Viper - Michael Morley [124]
‘Jack!’ The look on Sylvia’s face said she’d been talking to him and he’d been ignoring her. In fact, he hadn’t even noticed that she’d rejoined them.
‘I’m sorry. Give me a minute.’
‘Sure.’ She fingered her wind-blown fringe from her face and waited patiently. She could see him working out all the pieces of the puzzle, wondering which fitted where.
‘Okay,’ he said. ‘I think I’ve been too obsessed with thinking about what’s beneath the ground and haven’t given enough attention to what’s above it.’ He crouched down so he could put both his hands around one of the big chunks of lava. ‘This is the only place where several big, broken pieces of the lava are gathered together. All around us we see patches of the stuff, but they are singular patches, with perhaps a crack or two in them. But these little beauties here, well they’ve been put here. Someone’s gathered them from around this clearing and deliberately put them here.’

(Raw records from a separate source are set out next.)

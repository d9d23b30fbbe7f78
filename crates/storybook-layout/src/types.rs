use std::fmt;
use thiserror::Error;

#[cfg(feature = "serde")]
use serde::{Deserialize, Serialize};

#[derive(Error, Debug)]
pub enum LayoutError {
    #[error("IO error: {0}")]
    Io(#[from] std::io::Error),
    #[error("Invalid configuration: {0}")]
    Config(String),
}

pub type Result<T> = std::result::Result<T, LayoutError>;

/// One answered chapter question, as handed over by the storage layer.
///
/// Stories with an empty answer and no photos are filtered out before they
/// reach pagination.
#[derive(Debug, Clone, PartialEq, Eq)]
#[cfg_attr(feature = "serde", derive(Serialize, Deserialize))]
#[cfg_attr(feature = "serde", serde(rename_all = "camelCase"))]
pub struct Story {
    pub id: String,
    pub question: String,
    pub answer: String,
    #[cfg_attr(feature = "serde", serde(default))]
    pub photos: Vec<String>,
    pub chapter_id: String,
    pub chapter_name: String,
}

impl Story {
    /// Answer length in characters
    pub fn answer_length(&self) -> usize {
        self.answer.chars().count()
    }

    pub fn has_photo(&self) -> bool {
        !self.photos.is_empty()
    }

    pub fn first_photo(&self) -> Option<&str> {
        self.photos.first().map(String::as_str)
    }
}

/// Role of a text box within a template
#[derive(Debug, Clone, Copy, PartialEq, Eq, Hash)]
#[cfg_attr(feature = "serde", derive(Serialize, Deserialize))]
#[cfg_attr(feature = "serde", serde(rename_all = "kebab-case"))]
pub enum TextStyle {
    Question,
    Answer,
    ChapterTitle,
    WelcomeTitle,
    EndTitle,
}

#[derive(Debug, Clone, Copy, PartialEq, Eq)]
#[cfg_attr(feature = "serde", derive(Serialize, Deserialize))]
#[cfg_attr(feature = "serde", serde(rename_all = "kebab-case"))]
pub enum FontSize {
    Small,
    Medium,
    Large,
}

#[derive(Debug, Clone, Copy, PartialEq, Eq)]
#[cfg_attr(feature = "serde", derive(Serialize, Deserialize))]
#[cfg_attr(feature = "serde", serde(rename_all = "kebab-case"))]
pub enum Align {
    Left,
    Center,
    Right,
}

/// Text placement within a template.
///
/// Coordinates are normalized to the page: (0, 0) is the top-left corner and
/// (1, 1) the bottom-right.
#[derive(Debug, Clone, Copy, PartialEq)]
#[cfg_attr(feature = "serde", derive(Serialize))]
#[cfg_attr(feature = "serde", serde(rename_all = "camelCase"))]
pub struct TextBox {
    pub x: f32,
    pub y: f32,
    pub width: f32,
    pub height: f32,
    pub style: TextStyle,
    pub font_size: FontSize,
    pub align: Align,
}

/// Photo treatment hint for the renderer
#[derive(Debug, Clone, Copy, PartialEq, Eq)]
#[cfg_attr(feature = "serde", derive(Serialize, Deserialize))]
#[cfg_attr(feature = "serde", serde(rename_all = "kebab-case"))]
pub enum PhotoStyle {
    Polaroid,
    FullBleed,
    Rounded,
}

/// Photo placement within a template (normalized like [`TextBox`])
#[derive(Debug, Clone, Copy, PartialEq)]
#[cfg_attr(feature = "serde", derive(Serialize))]
pub struct PhotoBox {
    pub x: f32,
    pub y: f32,
    pub width: f32,
    pub height: f32,
    pub style: PhotoStyle,
}

/// Identifies the layout a page is rendered with.
///
/// The first eight variants are catalog templates; `Multi`, `Welcome` and
/// `End` are synthetic layouts owned by the renderer.
#[derive(Debug, Clone, Copy, PartialEq, Eq, Hash, PartialOrd, Ord)]
#[cfg_attr(feature = "serde", derive(Serialize, Deserialize))]
pub enum TemplateId {
    #[cfg_attr(feature = "serde", serde(rename = "template-a"))]
    FullPage,
    #[cfg_attr(feature = "serde", serde(rename = "template-b"))]
    LargePhoto,
    #[cfg_attr(feature = "serde", serde(rename = "template-c"))]
    TwoColumn,
    #[cfg_attr(feature = "serde", serde(rename = "template-d"))]
    PhotoAbove,
    #[cfg_attr(feature = "serde", serde(rename = "template-e"))]
    SideBySide,
    #[cfg_attr(feature = "serde", serde(rename = "template-f"))]
    ChapterOpener,
    #[cfg_attr(feature = "serde", serde(rename = "template-g"))]
    Brief,
    #[cfg_attr(feature = "serde", serde(rename = "template-h"))]
    Extended,
    #[cfg_attr(feature = "serde", serde(rename = "template-multi"))]
    Multi,
    #[cfg_attr(feature = "serde", serde(rename = "welcome-page"))]
    Welcome,
    #[cfg_attr(feature = "serde", serde(rename = "end-page"))]
    End,
}

impl TemplateId {
    pub fn as_str(self) -> &'static str {
        match self {
            TemplateId::FullPage => "template-a",
            TemplateId::LargePhoto => "template-b",
            TemplateId::TwoColumn => "template-c",
            TemplateId::PhotoAbove => "template-d",
            TemplateId::SideBySide => "template-e",
            TemplateId::ChapterOpener => "template-f",
            TemplateId::Brief => "template-g",
            TemplateId::Extended => "template-h",
            TemplateId::Multi => "template-multi",
            TemplateId::Welcome => "welcome-page",
            TemplateId::End => "end-page",
        }
    }

    /// Whether this id names an entry of the template catalog
    pub fn is_catalog(self) -> bool {
        !matches!(self, TemplateId::Multi | TemplateId::Welcome | TemplateId::End)
    }
}

impl fmt::Display for TemplateId {
    fn fmt(&self, f: &mut fmt::Formatter<'_>) -> fmt::Result {
        f.write_str(self.as_str())
    }
}

/// A declarative page layout: text boxes, optional photo box and capacity
#[derive(Debug, Clone, PartialEq)]
#[cfg_attr(feature = "serde", derive(Serialize))]
#[cfg_attr(feature = "serde", serde(rename_all = "camelCase"))]
pub struct PageTemplate {
    pub id: TemplateId,
    pub name: &'static str,
    pub text_boxes: &'static [TextBox],
    pub photo_box: Option<PhotoBox>,
    /// Approximate number of answer characters the layout is designed for
    pub max_text_length: usize,
    pub supports_photo: bool,
}

impl PageTemplate {
    /// Index of the first text box with the given style
    pub fn first_box(&self, style: TextStyle) -> Option<usize> {
        self.text_boxes.iter().position(|b| b.style == style)
    }
}

/// Which text slot a content entry fills.
///
/// Question and answer slots carry the positional index of the template
/// text box they are bound to. Title slots always bind to box 0.
#[derive(Debug, Clone, Copy, PartialEq, Eq, Hash)]
pub enum Slot {
    WelcomeTitle,
    EndTitle,
    ChapterTitle,
    Question(usize),
    Answer(usize),
}

impl Slot {
    pub fn style(self) -> TextStyle {
        match self {
            Slot::WelcomeTitle => TextStyle::WelcomeTitle,
            Slot::EndTitle => TextStyle::EndTitle,
            Slot::ChapterTitle => TextStyle::ChapterTitle,
            Slot::Question(_) => TextStyle::Question,
            Slot::Answer(_) => TextStyle::Answer,
        }
    }

    pub fn text_box_index(self) -> usize {
        match self {
            Slot::Question(index) | Slot::Answer(index) => index,
            Slot::WelcomeTitle | Slot::EndTitle | Slot::ChapterTitle => 0,
        }
    }

    /// Rebuild a slot from its positional form
    pub fn from_parts(text_box_index: usize, style: TextStyle) -> Self {
        match style {
            TextStyle::Question => Slot::Question(text_box_index),
            TextStyle::Answer => Slot::Answer(text_box_index),
            TextStyle::ChapterTitle => Slot::ChapterTitle,
            TextStyle::WelcomeTitle => Slot::WelcomeTitle,
            TextStyle::EndTitle => Slot::EndTitle,
        }
    }
}

/// One piece of text placed on a page
#[derive(Debug, Clone, PartialEq, Eq)]
pub struct ContentEntry {
    pub slot: Slot,
    pub text: String,
}

impl ContentEntry {
    pub fn new(slot: Slot, text: impl Into<String>) -> Self {
        Self {
            slot,
            text: text.into(),
        }
    }

    pub fn style(&self) -> TextStyle {
        self.slot.style()
    }

    pub fn text_box_index(&self) -> usize {
        self.slot.text_box_index()
    }
}

/// One renderable page produced by pagination
#[derive(Debug, Clone, PartialEq, Eq)]
#[cfg_attr(feature = "serde", derive(Serialize, Deserialize))]
#[cfg_attr(feature = "serde", serde(rename_all = "camelCase"))]
pub struct PageModel {
    pub id: String,
    pub page_number: usize,
    pub template_id: TemplateId,
    pub content: Vec<ContentEntry>,
    #[cfg_attr(feature = "serde", serde(default, skip_serializing_if = "Option::is_none"))]
    pub photo: Option<String>,
    pub chapter_id: String,
    #[cfg_attr(feature = "serde", serde(default))]
    pub multi_story: bool,
    /// Number of stories with content on this page (0 for title pages)
    #[cfg_attr(feature = "serde", serde(default))]
    pub story_count: usize,
}

impl PageModel {
    /// Create a page without a photo. Photos go through [`PageModel::attach_photo`].
    pub fn new(
        page_number: usize,
        template_id: TemplateId,
        chapter_id: impl Into<String>,
        content: Vec<ContentEntry>,
    ) -> Self {
        Self {
            id: format!("page-{}", page_number),
            page_number,
            template_id,
            content,
            photo: None,
            chapter_id: chapter_id.into(),
            multi_story: false,
            story_count: 0,
        }
    }

    /// Attach a photo unless the page already carries one.
    ///
    /// Returns whether the photo was attached. A page never holds more than
    /// one photo.
    pub fn attach_photo(&mut self, photo: impl Into<String>) -> bool {
        if self.photo.is_some() {
            return false;
        }
        self.photo = Some(photo.into());
        true
    }

    pub fn is_welcome(&self) -> bool {
        self.template_id == TemplateId::Welcome
    }

    pub fn is_end(&self) -> bool {
        self.template_id == TemplateId::End
    }

    pub fn is_chapter_opener(&self) -> bool {
        self.template_id == TemplateId::ChapterOpener
    }

    /// A single-story page that continues an answer from a previous page
    pub fn is_continuation(&self) -> bool {
        !self.multi_story
            && !self.content.is_empty()
            && self.content.iter().all(|e| e.style() == TextStyle::Answer)
    }

    pub fn questions(&self) -> impl Iterator<Item = &str> {
        self.texts(TextStyle::Question)
    }

    pub fn answers(&self) -> impl Iterator<Item = &str> {
        self.texts(TextStyle::Answer)
    }

    fn texts(&self, style: TextStyle) -> impl Iterator<Item = &str> {
        self.content
            .iter()
            .filter(move |e| e.style() == style)
            .map(|e| e.text.as_str())
    }
}

#[cfg(feature = "serde")]
mod serde_impls {
    use super::*;
    use serde::{Deserializer, Serializer};

    // Content entries travel as flat (textBoxIndex, text, style) records
    impl Serialize for ContentEntry {
        fn serialize<S>(&self, serializer: S) -> std::result::Result<S::Ok, S::Error>
        where
            S: Serializer,
        {
            use serde::ser::SerializeStruct;
            let mut s = serializer.serialize_struct("ContentEntry", 3)?;
            s.serialize_field("textBoxIndex", &self.text_box_index())?;
            s.serialize_field("text", &self.text)?;
            s.serialize_field("style", &self.style())?;
            s.end()
        }
    }

    #[derive(Deserialize)]
    #[serde(rename_all = "camelCase")]
    struct RawContentEntry {
        text_box_index: usize,
        text: String,
        style: TextStyle,
    }

    impl<'de> Deserialize<'de> for ContentEntry {
        fn deserialize<D>(deserializer: D) -> std::result::Result<Self, D::Error>
        where
            D: Deserializer<'de>,
        {
            let raw = RawContentEntry::deserialize(deserializer)?;
            Ok(ContentEntry {
                slot: Slot::from_parts(raw.text_box_index, raw.style),
                text: raw.text,
            })
        }
    }
}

Luella joined him in a crouch and examined the chunks of rock. ‘Looking at this, yes, I would say you’re right. These pieces of lava don’t come from the same single piece, they are all jagged, and different shapes.’
Sylvia sized up the position of the rocky mound in relation to the circle of female graves. ‘This is the centre of his circle of death, isn’t it? The middle of his burial clock, maybe even his starting point.’

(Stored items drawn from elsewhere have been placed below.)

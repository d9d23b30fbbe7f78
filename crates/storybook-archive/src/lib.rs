mod archive;
pub mod chapters;
mod types;

pub use archive::{ParentBook, StoryArchive};
pub use chapters::{CHAPTERS, ChapterDefinition, find_chapter};
pub use types::*;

Jack nodded. ‘Yes, I think it is. This is the point that he got all his bearings from. Every time he returned he would look for this centre and then work out his burial lines. The position of the trees – his marks around the circle – I think they only relate to the female victims. Again, it was his way of differentiating.’
Sylvia pointed outside the arc to the other male grave. ‘But what about that other male body? Why is it over there?’
Jack looked at her – he knew that if he gave her a second she’d come up with the answer herself.
‘Because it didn’t matter?’ she suggested. ‘Because it meant nothing to him. It was just something he had to do, rather than something of any significance.’
‘You’ve got it.’ He turned now to Luella and pointed again at the rocky mound. ‘Have your people dig beneath here. If what comes up is a male body, then I’m right and we’ll discover a crucial link between our killer and his first victim, Numero Uno, his earliest kill.’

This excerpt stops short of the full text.